O SIFUSPESP ainda aguarda a divulgação dos dados de 2021, mas a expectativa é que eles comprovem um aumento exponencial no buraco que atinge praticamente todo o sistema. O próprio relatório da Defensoria Pública que embasou a denúncia ao CIDH atesta que nenhuma das 21 unidades visitadas tinha equipe completa de saúde - enfermeiros e auxiliares de enfermagem, médico, dentista, nutricionista, entre outros.
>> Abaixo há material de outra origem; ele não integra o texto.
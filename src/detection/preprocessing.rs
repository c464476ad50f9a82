use image::{DynamicImage, GrayImage};
use imageproc::filter::separable_filter_equal;

/// Convert image to single-channel luminance.
///
/// Uses the luma weights of `image` (Rec. 709), not a plain channel average.
pub fn to_grayscale(img: &DynamicImage) -> GrayImage {
    img.to_luma8()
}

/// Normalised 1-D Gaussian kernel of odd length `size`.
pub fn gaussian_kernel(size: u32, sigma: f32) -> Vec<f32> {
    let radius = (size / 2) as i32;
    let two_sigma_sq = 2.0 * sigma * sigma;
    let mut kernel: Vec<f32> = (-radius..=radius)
        .map(|i| (-((i * i) as f32) / two_sigma_sq).exp())
        .collect();
    let sum: f32 = kernel.iter().sum();
    for k in &mut kernel {
        *k /= sum;
    }
    kernel
}

/// Separable Gaussian blur with an explicit odd kernel size.
///
/// Borders are clamped to the nearest edge pixel. A kernel size of 1 returns
/// an unchanged copy.
pub fn smooth(img: &GrayImage, kernel_size: u32, sigma: f32) -> GrayImage {
    if kernel_size <= 1 || img.width() == 0 || img.height() == 0 {
        return img.clone();
    }
    separable_filter_equal(img, &gaussian_kernel(kernel_size, sigma))
}
//! The four inspection stages: loading, preprocessing, edge and contour
//! extraction, then classification with annotation and verdict.

pub mod loader;
pub mod preprocessing;
pub mod edges;
pub mod contours;
pub mod classify;
pub mod annotate;
pub mod verdict;

pub use annotate::annotate;
pub use classify::classify;
pub use contours::find_contours;
pub use edges::{detect_edges, EdgeMap};
pub use loader::{load, load_from_memory};
pub use preprocessing::{smooth, to_grayscale};
pub use verdict::summarize;
use image::{DynamicImage, Rgb, RgbImage};
use imageproc::drawing::draw_hollow_rect_mut;
use imageproc::rect::Rect;

use crate::config::AnnotationStyle;
use crate::models::{BoundingRect, DefectCandidate};

const LABEL: &str = "DEFECT";
const GLYPH_WIDTH: u32 = 5;
const GLYPH_HEIGHT: u32 = 7;
const LABEL_SCALE: u32 = 2;
const LABEL_GAP: u32 = 4;

/// 5x7 bitmaps, one byte per row, most significant of the low five bits on
/// the left.
fn glyph(c: char) -> Option<[u8; 7]> {
    match c {
        'D' => Some([0b11110, 0b10001, 0b10001, 0b10001, 0b10001, 0b10001, 0b11110]),
        'E' => Some([0b11111, 0b10000, 0b10000, 0b11110, 0b10000, 0b10000, 0b11111]),
        'F' => Some([0b11111, 0b10000, 0b10000, 0b11110, 0b10000, 0b10000, 0b10000]),
        'C' => Some([0b01111, 0b10000, 0b10000, 0b10000, 0b10000, 0b10000, 0b01111]),
        'T' => Some([0b11111, 0b00100, 0b00100, 0b00100, 0b00100, 0b00100, 0b00100]),
        _ => None,
    }
}

/// Draw every defect's bounding box onto a fresh RGB copy of `source`.
///
/// `source` is never modified and the copy always has its dimensions.
pub fn annotate(source: &DynamicImage, defects: &[DefectCandidate], style: &AnnotationStyle) -> RgbImage {
    let mut canvas = source.to_rgb8();
    let color = Rgb(style.color);

    for defect in defects {
        draw_box(&mut canvas, &defect.bounds, style.line_width, color);
        if style.draw_labels {
            draw_label(&mut canvas, &defect.bounds, style.line_width, color);
        }
    }

    canvas
}

/// Thickness grows outward from the rectangle; out-of-frame pixels are clipped.
fn draw_box(canvas: &mut RgbImage, bounds: &BoundingRect, line_width: u32, color: Rgb<u8>) {
    for i in 0..line_width.max(1) {
        let rect = Rect::at(bounds.x as i32 - i as i32, bounds.y as i32 - i as i32)
            .of_size(bounds.width + 2 * i, bounds.height + 2 * i);
        draw_hollow_rect_mut(canvas, rect, color);
    }
}

/// Place the label just above the box, or inside its top edge when there is
/// no room above.
fn draw_label(canvas: &mut RgbImage, bounds: &BoundingRect, line_width: u32, color: Rgb<u8>) {
    let label_height = GLYPH_HEIGHT * LABEL_SCALE;
    let above = bounds.y as i64 - line_width as i64 - LABEL_GAP as i64 - label_height as i64;
    let top = if above >= 0 {
        above
    } else {
        (bounds.y + line_width + LABEL_GAP) as i64
    };
    let left = bounds.x as i64;

    for (i, c) in LABEL.chars().enumerate() {
        let Some(rows) = glyph(c) else { continue };
        let glyph_left = left + (i as u32 * (GLYPH_WIDTH + 1) * LABEL_SCALE) as i64;
        for (row, bits) in rows.iter().enumerate() {
            for col in 0..GLYPH_WIDTH {
                if bits & (1 << (GLYPH_WIDTH - 1 - col)) == 0 {
                    continue;
                }
                for dy in 0..LABEL_SCALE {
                    for dx in 0..LABEL_SCALE {
                        let x = glyph_left + (col * LABEL_SCALE + dx) as i64;
                        let y = top + (row as u32 * LABEL_SCALE + dy) as i64;
                        put_clipped(canvas, x, y, color);
                    }
                }
            }
        }
    }
}

fn put_clipped(canvas: &mut RgbImage, x: i64, y: i64, color: Rgb<u8>) {
    if x >= 0 && y >= 0 && (x as u32) < canvas.width() && (y as u32) < canvas.height() {
        canvas.put_pixel(x as u32, y as u32, color);
    }
}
Para o presidente do sindicato, Fábio Jabá, a situação se complica ainda mais porque há um grande número de mortes de servidores vítimas do coronavírus, constantes afastamentos daqueles trabalhadores que fazem parte do grupo de risco para o coronavírus, bem como os provocados por licença-médica e as aposentadorias.
“Se levarmos em consideração que nenhum novo servidor foi nomeado para atuar na SAP desde que Doria e Restivo assumiram a gestão em 2019 - apesar de inúmeros concursos em aberto com candidatos aptos a assumir os cargos - podemos dizer que a situação é de calamidade e deve piorar, porque o governo e a SAP não sinalizam com contratações”, explica.
Ainda na opinião do sindicalista, os servidores não aguentam mais assistir aos colegas tombarem em razão dessa doença - com quase 100 mortes, e quem continua trabalhando têm sua angústia multiplicada ao ver que sua condição não vai melhorar no que depender da secretaria. “Por esse motivo, a ação junto à corte internacional é mais do que justificada e vamos ajudar. O mundo precisa saber o que acontece dentro das grades, sobretudo em um momento tão grave como essa pandemia”, finaliza Jabá.